Material for this task >>
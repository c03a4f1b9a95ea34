use std::fs;
use std::io::Write;
use std::path::{Path, PathBuf};

use num_bigint::BigInt;
use serde::{Deserialize, Serialize};

use crate::memory::MemoryImage;
use crate::vm::Frame;

/// Full VM state at a CHECKPOINT instruction. `program_hash` ties the
/// snapshot to the exact chunk list it was taken from.
#[derive(Debug, Clone, Serialize, Deserialize)]
pub struct Snapshot {
    pub program_hash: String,
    pub ip: usize,
    pub stack: Vec<BigInt>,
    pub memory: MemoryImage,
    pub frames: Vec<Frame>,
}

#[derive(Debug)]
pub enum CheckpointError {
    Serialize(String),
    Io(String),
    ProgramMismatch { expected: String, found: String },
}

impl std::fmt::Display for CheckpointError {
    fn fmt(&self, f: &mut std::fmt::Formatter<'_>) -> std::fmt::Result {
        match self {
            CheckpointError::Serialize(message) => write!(f, "snapshot encoding: {message}"),
            CheckpointError::Io(message) => write!(f, "snapshot io: {message}"),
            CheckpointError::ProgramMismatch { expected, found } => write!(
                f,
                "snapshot belongs to program {found}, loaded program is {expected}"
            ),
        }
    }
}

impl std::error::Error for CheckpointError {}

impl From<std::io::Error> for CheckpointError {
    fn from(err: std::io::Error) -> Self {
        CheckpointError::Io(err.to_string())
    }
}

impl Snapshot {
    pub fn to_json(&self) -> Result<String, CheckpointError> {
        serde_json::to_string(self).map_err(|err| CheckpointError::Serialize(err.to_string()))
    }

    pub fn from_json(text: &str) -> Result<Self, CheckpointError> {
        serde_json::from_str(text).map_err(|err| CheckpointError::Serialize(err.to_string()))
    }
}

/// Persistence seam for the CHECKPOINT instruction. `save` returns an
/// identifier the backend can later `load_snapshot` from.
pub trait CheckpointSink {
    fn save(&mut self, snapshot: &Snapshot) -> Result<String, CheckpointError>;
}

/// Store snapshots as numbered JSON files in a directory.
pub struct FileBackend {
    dir: PathBuf,
    seq: u64,
}

impl FileBackend {
    pub fn new(dir: impl Into<PathBuf>) -> Result<Self, CheckpointError> {
        let dir = dir.into();
        fs::create_dir_all(&dir)?;
        Ok(Self { dir, seq: 0 })
    }
}

impl CheckpointSink for FileBackend {
    fn save(&mut self, snapshot: &Snapshot) -> Result<String, CheckpointError> {
        let path = self.dir.join(format!("{:04}.ckpt", self.seq));
        self.seq += 1;
        let mut file = fs::File::create(&path)?;
        file.write_all(snapshot.to_json()?.as_bytes())?;
        tracing::debug!(path = %path.display(), "checkpoint written");
        Ok(path.display().to_string())
    }
}

pub fn load_snapshot(path: impl AsRef<Path>) -> Result<Snapshot, CheckpointError> {
    let text = fs::read_to_string(path)?;
    Snapshot::from_json(&text)
}

#[cfg(test)]
mod tests {
    use super::{CheckpointSink, FileBackend, Snapshot};
    use crate::memory::Memory;
    use num_bigint::BigInt;

    fn sample_snapshot() -> Snapshot {
        let mut memory = Memory::new();
        memory.store(3, BigInt::from(-7));
        Snapshot {
            program_hash: "abc".to_string(),
            ip: 4,
            stack: vec![BigInt::from(1), BigInt::from(-2)],
            memory: memory.image(),
            frames: vec![crate::vm::Frame {
                call_site: 1,
                return_ip: 2,
            }],
        }
    }

    #[test]
    fn snapshot_json_roundtrip() {
        let snapshot = sample_snapshot();
        let json = snapshot.to_json().expect("snapshot should encode");
        let back = Snapshot::from_json(&json).expect("snapshot should decode");
        assert_eq!(back.ip, snapshot.ip);
        assert_eq!(back.stack, snapshot.stack);
        assert_eq!(back.memory, snapshot.memory);
        assert_eq!(back.frames.len(), 1);
    }

    #[test]
    fn file_backend_numbers_snapshots() {
        let dir = tempfile::tempdir().expect("tempdir should create");
        let mut backend = FileBackend::new(dir.path()).expect("backend should create");
        let first = backend
            .save(&sample_snapshot())
            .expect("first save should succeed");
        let second = backend
            .save(&sample_snapshot())
            .expect("second save should succeed");
        assert!(first.ends_with("0000.ckpt"));
        assert!(second.ends_with("0001.ckpt"));
        let loaded = super::load_snapshot(&first).expect("snapshot should load");
        assert_eq!(loaded.ip, 4);
    }
}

What you have to do >>
What is needed is every line of the records above that contains the word "impl".

Task result >>
impl std::fmt::Display for CheckpointError {
impl std::error::Error for CheckpointError {}
impl From<std::io::Error> for CheckpointError {
impl Snapshot {
impl FileBackend {
    pub fn new(dir: impl Into<PathBuf>) -> Result<Self, CheckpointError> {
impl CheckpointSink for FileBackend {
pub fn load_snapshot(path: impl AsRef<Path>) -> Result<Snapshot, CheckpointError> {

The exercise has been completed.